Following the granting of a Royal Charter to hold a market in Huddersfield, Sir John Ramsden (1648-1690) erected a Market Cross in 1671, which still stands today.

Eventually the weekly market outgrew the available space, which resulted in the building of Cloth Hall in the 1760s.

A series of stone-lined underground chambers were constructed under the market place — probably in the 1820s — to act as a water reservoir and provide a public water supply, although it appears they were never brought into service.

After an initial proposal to erect a fountain in the Market Place was rejected in 1879, a second plan was submitted to Huddersfield Corporation to commemorate Queen Victoria's Golden Jubilee in 1887 and this was accepted. Sir John William Ramsden (1831-1914) financed the cost and the Jubilee Fountain was unveiled by his wife, Lady Gwendoline Ramsden, in June 1888. The fountain was eventually relocated to Greenhead Park.

Related Pages

Discovering Old Huddersfield

Extract from Discovering Old Huddersfield (1993-2002) by Gordon & Enid Minter:

Before turning right into Westgate notice, straight ahead, the Market Place which, apart from the removal of the George Inn, has changed little in shape and extent since it was established here in 1671. In that year King Charles II granted to Sir John Ramsden the right " have and to hold one market in the town of Huddersfield to be held on Tuesday in every week for ever for the buying and selling of all manner of goods and merchandise..."

Soon after receiving the Charter the Ramsdens raised the Market Cross to mark the site of the general market and although, over the years, it has been moved several times and has been repaired and restored it remains much as it was when erected, surely one of the oldest edifices in the town.

The general market continued to be held in the Market Place for two centuries by which time there was much agitation for a covered market which would be more in keeping with the prosperous modern town.

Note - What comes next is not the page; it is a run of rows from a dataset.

/// Extract `extends` and `implements` from a class
fn extract_class_heritage(class_node: &Node, source: &[u8]) -> (Option<String>, Vec<String>) {
    let mut extends = None;
    let mut implements = Vec::new();

    let mut cursor = class_node.walk();
    for child in class_node.children(&mut cursor) {
        if child.kind() != "class_heritage" {
            continue;
        }
        let mut heritage_cursor = child.walk();
        for clause in child.named_children(&mut heritage_cursor) {
            match clause.kind() {
                "extends_clause" => {
                    if let Some(value) = clause
                        .child_by_field_name("value")
                        .or_else(|| clause.named_child(0))
                    {
                        extends = Some(last_segment(node_text(&value, source)));
                    }
                }
                "implements_clause" => {
                    let mut type_cursor = clause.walk();
                    for ty in clause.named_children(&mut type_cursor) {
                        let name = last_segment(node_text(&ty, source));
                        if !name.is_empty() {
                            implements.push(name);
                        }
                    }
                }
                _ => {}
            }
        }
    }

    (extends, implements)
}

/// Parse a method definition. Accessors (`get x()`/`set x()`) are skipped.
fn parse_method_node(node: &Node, name_node: &Node, source: &[u8]) -> Option<MethodInfo> {
    let name = node_text(name_node, source).to_string();

    let mut visibility = if name_node.kind() == "private_property_identifier" {
        Some(Visibility::Private)
    } else {
        None
    };
    let mut is_static = false;
    let mut is_async = false;

    // Modifier tokens precede the name
    let mut cursor = node.walk();
    for child in node.children(&mut cursor) {
        if child.id() == name_node.id() {
            break;
        }
        match child.kind() {
            "accessibility_modifier" => {
                visibility = Visibility::parse(node_text(&child, source)).or(visibility);
            }
            "static" => is_static = true,
            "async" => is_async = true,
            "get" | "set" => return None,
            _ => {}
        }
    }

    Some(MethodInfo {
        name,
        visibility,
        is_static,
        is_async,
        decorators: extract_preceding_decorators(node, source),
        line: name_node.start_position().row as u32 + 1,
        column: name_node.start_position().column as u32 + 1,
        line_end: node.end_position().row as u32 + 1,
    })
}

/// Extract parameter descriptors from a method's `formal_parameters`
fn extract_parameters(method: &Node, source: &[u8]) -> Vec<Parameter> {
    let Some(params) = method.child_by_field_name("parameters") else {
        return vec![];
    };

    let mut result = Vec::new();
    let mut cursor = params.walk();
    for param in params.named_children(&mut cursor) {
        if !matches!(param.kind(), "required_parameter" | "optional_parameter") {
            continue;
        }
        let Some(pattern) = param.child_by_field_name("pattern") else {
            continue;
        };
        if pattern.kind() == "this" {
            continue;
        }

        let type_text = param.child_by_field_name("type").map(|t| {
            node_text(&t, source)
                .trim_start_matches(':')
                .trim()
                .to_string()
        });

        let mut modifiers = Vec::new();
        let mut decorators = Vec::new();
        let mut readonly = false;
        let mut param_cursor = param.walk();
        for child in param.children(&mut param_cursor) {
            match child.kind() {
                "accessibility_modifier" | "override_modifier" => {
                    modifiers.push(node_text(&child, source).to_string());
                }
                "readonly" => {
                    readonly = true;
                    modifiers.push("readonly".to_string());
                }
                "decorator" => {
                    if let Some(decorator) = parse_decorator(&child, source) {
                        decorators.push(decorator);
                    }
                }
                _ => {}
            }
        }

        result.push(Parameter {
            name: node_text(&pattern, source).to_string(),
            type_text: type_text.filter(|t| !t.is_empty()),
            modifiers,
            readonly,
            decorators,
        });
    }

    result
}
//! Configuration module for modscope
//!
//! This module handles:
//! - Project-level configuration (modscope.toml / .modscoperc.json)
//! - Rule enablement and threshold overrides
//! - Path exclusion and explicit sub-project lists

mod project_config;

pub use project_config::{
    load_config_file, load_project_config, ExcludeConfig, ModscopeConfig, ProjectEntry,
    RuleOverride, ThresholdValue, JSON_CONFIG, TOML_CONFIG,
};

So great was the demand that it even found its way into the pantomime "The Forty Thieves" presented at the Theatre Royal in 1872. In a forthright, if not literary, piece of dialogue several characters addressed the contentious subject thus:

Who talks of Markets? Where will they be found?
Not here in Huddersfield, I dare be bound.
Have they a covered market? Oh dear no!
The Huddersfielders no such blessings know.
The working man whose daily task is ended
Towards the Market Place his weary way has wended,
The rain and cold his buoyant spirits crush,
As he toils onward through the mire and slush;
His dinner's not yet bought. Wet to the skin,
The public house invites - he tumbles in,
His money spends, gets drunk - Oh grief and sorrow,
His children get no dinner on the morrow!
His case is bad, but those share his disgrace
Who should and don't build him a Market Place.

It was to be another eight years before the "Huddersfielders" received their covered market which was opened on the site of the old Shambles in King Street in March 1880.